LE TRACCE (BAROCCHE) DEL
CORTEGIANO
AVEVA VENTUN ANNI quando morì, la poetessa Ippolita Torelli, figlia del conte di Guastalla e di una Bentivoglio di Bologna, moglie di Baldassarre Castiglione. Correva l’anno 1520. Lui, il vedovo umanista, si fece prete, scrisse il noto Cortegiano, finì nunzio apostolico di Clemente VII e morì di febbre, a Toledo in Spagna, all’età di cinquant’anni. Ecco perché di lui riposa la memoria ma non il corpo, nel cenotafio che fu per lui disegnato da Giulio Romano mentre il sommo architetto progettava Palazzo Te a Mantova. Guardatelo con attenzione, e già vi potrete intuire il primo segno di passaggio dal Rinascimento alla Maniera e al Barocco. E questo ci porta nella chiesa di Santa Maria delle Grazie fuori Mantova, nota per la sua potente raccolta di ex voto. Poi tornati in città, di fronte a Palazzo Ducale, sulla piazza, esiste ancora la casa dove egli abitava. Oggi ha cambiato destinazione. Ma la pietra che adorna il portone d’ingresso è rimasta intatta, con un decoro intagliato quattrocentesco che testimonia i brividi sottili del Rinascimento nascente. Solo in Italia esiste il museo diffuso, che vi consente di passar la mano e accarezzare gli stessi rilievi che furono toccati dal garbo dei più garbati gentiluomini del Cinquecento, e passare dal Rinascimento esordiente alla sua mutazione ultima.

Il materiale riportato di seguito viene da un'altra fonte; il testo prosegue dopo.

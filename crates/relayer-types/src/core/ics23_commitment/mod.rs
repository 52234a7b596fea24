//! ICS 23: Vector commitment scheme specification.

pub mod commitment;
pub mod error;
pub mod proof;
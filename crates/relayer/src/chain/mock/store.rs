//! Versioned key/value store of the mock chain.

use std::collections::BTreeMap;

use serde::de::DeserializeOwned;
use serde::Serialize;

use ibc_relay_types::core::ics23_commitment::commitment::{CommitmentProofBytes, CommitmentRoot};
use ibc_relay_types::core::ics23_commitment::proof::StoreProof;
use ibc_relay_types::core::ics24_host::identifier::ChainId;
use ibc_relay_types::core::ics24_host::path::Path;
use ibc_relay_types::Height;

use crate::error::Error;

type Snapshot = BTreeMap<String, Vec<u8>>;

/// A key/value store keyed by ICS-24 paths, keeping a snapshot of its
/// contents for each of the last `window` committed heights.
#[derive(Clone, Debug)]
pub struct VersionedStore {
    chain_id: ChainId,
    window: usize,
    working: Snapshot,
    committed: BTreeMap<Height, Snapshot>,
}

impl VersionedStore {
    pub fn new(chain_id: ChainId, window: usize) -> Self {
        Self {
            chain_id,
            window: window.max(1),
            working: Snapshot::new(),
            committed: BTreeMap::new(),
        }
    }

    pub fn get(&self, path: &Path) -> Option<&[u8]> {
        self.working.get(&path.to_string()).map(Vec::as_slice)
    }

    pub fn contains(&self, path: &Path) -> bool {
        self.working.contains_key(&path.to_string())
    }

    pub fn set(&mut self, path: Path, value: Vec<u8>) {
        self.working.insert(path.to_string(), value);
    }

    pub fn delete(&mut self, path: &Path) {
        self.working.remove(&path.to_string());
    }

    pub fn get_json<T: DeserializeOwned>(&self, path: &Path) -> Result<Option<T>, Error> {
        self.get(path)
            .map(|bytes| serde_json::from_slice(bytes).map_err(Error::decode))
            .transpose()
    }

    pub fn set_json<T: Serialize>(&mut self, path: Path, value: &T) -> Result<(), Error> {
        let bytes = serde_json::to_vec(value).map_err(Error::decode)?;
        self.set(path, bytes);
        Ok(())
    }

    /// Keys of the working state starting with `prefix`.
    pub fn keys_with_prefix<'a>(&'a self, prefix: &'a str) -> impl Iterator<Item = &'a str> + 'a {
        self.working
            .range(prefix.to_string()..)
            .map(|(key, _)| key.as_str())
            .take_while(move |key| key.starts_with(prefix))
    }

    /// Freezes the working state as the state at `height`, dropping the
    /// snapshots that fall out of the history window.
    pub fn commit(&mut self, height: Height) -> CommitmentRoot {
        self.committed.insert(height, self.working.clone());

        while self.committed.len() > self.window {
            self.committed.pop_first();
        }

        StoreProof::from_entries(&self.working).root()
    }

    fn snapshot(&self, height: Height) -> Result<&Snapshot, Error> {
        self.committed
            .get(&height)
            .ok_or_else(|| Error::height_not_available(self.chain_id.clone(), height))
    }

    pub fn get_at(&self, path: &Path, height: Height) -> Result<Option<&[u8]>, Error> {
        Ok(self
            .snapshot(height)?
            .get(&path.to_string())
            .map(Vec::as_slice))
    }

    pub fn get_json_at<T: DeserializeOwned>(
        &self,
        path: &Path,
        height: Height,
    ) -> Result<Option<T>, Error> {
        self.get_at(path, height)?
            .map(|bytes| serde_json::from_slice(bytes).map_err(Error::decode))
            .transpose()
    }

    pub fn keys_with_prefix_at<'a>(
        &'a self,
        prefix: &'a str,
        height: Height,
    ) -> Result<impl Iterator<Item = &'a str> + 'a, Error> {
        Ok(self
            .snapshot(height)?
            .range(prefix.to_string()..)
            .map(|(key, _)| key.as_str())
            .take_while(move |key| key.starts_with(prefix)))
    }

    pub fn root_at(&self, height: Height) -> Result<CommitmentRoot, Error> {
        Ok(StoreProof::from_entries(self.snapshot(height)?).root())
    }

    /// A proof of the whole state at `height`, from which the membership or
    /// absence of any path can be verified against the root at that height.
    pub fn proof_at(&self, height: Height) -> Result<CommitmentProofBytes, Error> {
        StoreProof::from_entries(self.snapshot(height)?)
            .encode()
            .map_err(Error::proof)
    }

    pub fn oldest_height(&self) -> Option<Height> {
        self.committed.keys().next().copied()
    }
}

#[cfg(test)]
mod tests {
    use super::*;

    use test_log::test;

    use ibc_relay_types::core::ics04_channel::packet::Sequence;
    use ibc_relay_types::core::ics24_host::identifier::{ChannelId, PortId};
    use ibc_relay_types::core::ics24_host::path::{CommitmentsPath, ReceiptsPath};

    fn height(h: u64) -> Height {
        Height::new(0, h).unwrap()
    }

    fn commitment(sequence: u64) -> Path {
        CommitmentsPath {
            port_id: PortId::transfer(),
            channel_id: ChannelId::new(0),
            sequence: Sequence::from(sequence),
        }
        .into()
    }

    #[test]
    fn snapshots_are_isolated_from_later_writes() {
        let mut store = VersionedStore::new(ChainId::from_string("ibc-0"), 10);

        store.set(commitment(1), vec![1]);
        store.commit(height(1));

        store.delete(&commitment(1));
        store.set(commitment(2), vec![2]);
        store.commit(height(2));

        assert_eq!(store.get_at(&commitment(1), height(1)).unwrap(), Some(&[1u8][..]));
        assert_eq!(store.get_at(&commitment(1), height(2)).unwrap(), None);
        assert_eq!(store.get(&commitment(2)), Some(&[2u8][..]));
    }

    #[test]
    fn history_window_is_bounded() {
        let mut store = VersionedStore::new(ChainId::from_string("ibc-0"), 2);

        for h in 1..=3 {
            store.commit(height(h));
        }

        assert_eq!(store.oldest_height(), Some(height(2)));
        assert!(store.get_at(&commitment(1), height(1)).is_err());
    }

    #[test]
    fn proofs_verify_against_the_committed_root() {
        let mut store = VersionedStore::new(ChainId::from_string("ibc-0"), 10);

        store.set(commitment(1), vec![7]);
        let root = store.commit(height(1));
        assert_eq!(root, store.root_at(height(1)).unwrap());

        let proof = StoreProof::decode(&store.proof_at(height(1)).unwrap()).unwrap();
        proof.verify_membership(&root, &commitment(1), &[7]).unwrap();

        let receipt: Path = ReceiptsPath {
            port_id: PortId::transfer(),
            channel_id: ChannelId::new(0),
            sequence: Sequence::from(1),
        }
        .into();
        proof.verify_non_membership(&root, &receipt).unwrap();
    }

    #[test]
    fn prefix_scan() {
        let mut store = VersionedStore::new(ChainId::from_string("ibc-0"), 10);

        store.set(commitment(1), vec![1]);
        store.set(commitment(2), vec![2]);

        let keys = store
            .keys_with_prefix("commitments/ports/transfer/channels/channel-0/sequences/")
            .count();
        assert_eq!(keys, 2);
    }
}
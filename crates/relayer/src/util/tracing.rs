use tracing_subscriber::filter::EnvFilter;
use tracing_subscriber::FmtSubscriber;

use crate::config::LogLevel;

/// Installs the global `tracing` subscriber.
///
/// The filter is built from `log_level`, unless `RUST_LOG` is set, in
/// which case it takes precedence. Returns `false` if a global subscriber
/// was already installed.
pub fn init(log_level: LogLevel) -> bool {
    let filter = EnvFilter::try_from_default_env()
        .unwrap_or_else(|_| EnvFilter::new(default_directive(log_level)));

    let subscriber = FmtSubscriber::builder()
        .with_env_filter(filter)
        .with_target(false)
        .finish();

    tracing::subscriber::set_global_default(subscriber).is_ok()
}

/// Only the relayer crates log at the configured level; everything else
/// stays at `warn`.
pub fn default_directive(log_level: LogLevel) -> String {
    format!("warn,ibc_relay={log_level},ibc_relay_types={log_level}")
}

#[cfg(test)]
mod tests {
    use super::*;

    #[test]
    fn directive_uses_log_level() {
        assert_eq!(
            default_directive(LogLevel::Debug),
            "warn,ibc_relay=debug,ibc_relay_types=debug"
        );
    }
}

L’attenzione tutta italiana del far “bella figura” nasce all’inizio del Cinquecento: se Machiavelli si era dedicato alle “virtù” politico-militari del Principe, i primi trattati utili al viver civile sono Il Cortegiano del Castiglione e Il Galateo di monsignor Della Casa. Caterina de’ Medici li muterà in bon ton alla corte di Francia.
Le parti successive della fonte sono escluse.